Supplied records: Begin

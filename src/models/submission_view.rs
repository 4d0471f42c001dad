//! 评审视图
//!
//! 评审服务只看得到这里的字段。整份作品、单个分块、截断内容
//! 都通过同一个视图类型送去评审

use std::borrow::Cow;

use crate::models::{Chunk, Submission};
use crate::utils::take_chars;

/// 一次评审调用所需的作品字段
#[derive(Debug, Clone, PartialEq)]
pub struct SubmissionView<'a> {
    pub project_name: Cow<'a, str>,
    pub project_description: &'a str,
    pub team_name: &'a str,
    pub code_content: &'a str,
    pub documentation_content: &'a str,
}

impl<'a> SubmissionView<'a> {
    /// 整份作品
    pub fn full(submission: &'a Submission) -> Self {
        Self {
            project_name: Cow::Borrowed(&submission.project_name),
            project_description: &submission.project_description,
            team_name: &submission.team_name,
            code_content: &submission.code_content,
            documentation_content: &submission.documentation_content,
        }
    }

    /// 单个分块：代码替换为分块内容，文档保持完整，项目名追加分块编号
    pub fn for_chunk(submission: &'a Submission, chunk: &'a Chunk) -> Self {
        Self {
            project_name: Cow::Owned(format!(
                "{} (Chunk {})",
                submission.project_name, chunk.chunk_id
            )),
            code_content: &chunk.content,
            ..Self::full(submission)
        }
    }

    /// 截断后的作品，用于分块评估失败后的兜底
    pub fn truncated(submission: &'a Submission, code_limit: usize, doc_limit: usize) -> Self {
        Self {
            code_content: take_chars(&submission.code_content, code_limit),
            documentation_content: take_chars(&submission.documentation_content, doc_limit),
            ..Self::full(submission)
        }
    }
}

Supplied records: End

Action item: Could you transcribe all of the data exactly as it is given?

Task output:
filename src/models/submission_view.rs
repository 4d0471f42c001dad
//! 评审视图
//!
//! 评审服务只看得到这里的字段。整份作品、单个分块、截断内容
//! 都通过同一个视图类型送去评审

use std::borrow::Cow;

use crate::models::{Chunk, Submission};
use crate::utils::take_chars;

/// 一次评审调用所需的作品字段
#[derive(Debug, Clone, PartialEq)]
pub struct SubmissionView<'a> {
    pub project_name: Cow<'a, str>,
    pub project_description: &'a str,
    pub team_name: &'a str,
    pub code_content: &'a str,
    pub documentation_content: &'a str,
}

impl<'a> SubmissionView<'a> {
    /// 整份作品
    pub fn full(submission: &'a Submission) -> Self {
        Self {
            project_name: Cow::Borrowed(&submission.project_name),
            project_description: &submission.project_description,
            team_name: &submission.team_name,
            code_content: &submission.code_content,
            documentation_content: &submission.documentation_content,
        }
    }

    /// 单个分块：代码替换为分块内容，文档保持完整，项目名追加分块编号
    pub fn for_chunk(submission: &'a Submission, chunk: &'a Chunk) -> Self {
        Self {
            project_name: Cow::Owned(format!(
                "{} (Chunk {})",
                submission.project_name, chunk.chunk_id
            )),
            code_content: &chunk.content,
            ..Self::full(submission)
        }
    }

    /// 截断后的作品，用于分块评估失败后的兜底
    pub fn truncated(submission: &'a Submission, code_limit: usize, doc_limit: usize) -> Self {
        Self {
            code_content: take_chars(&submission.code_content, code_limit),
            documentation_content: take_chars(&submission.documentation_content, doc_limit),
            ..Self::full(submission)
        }
    }
}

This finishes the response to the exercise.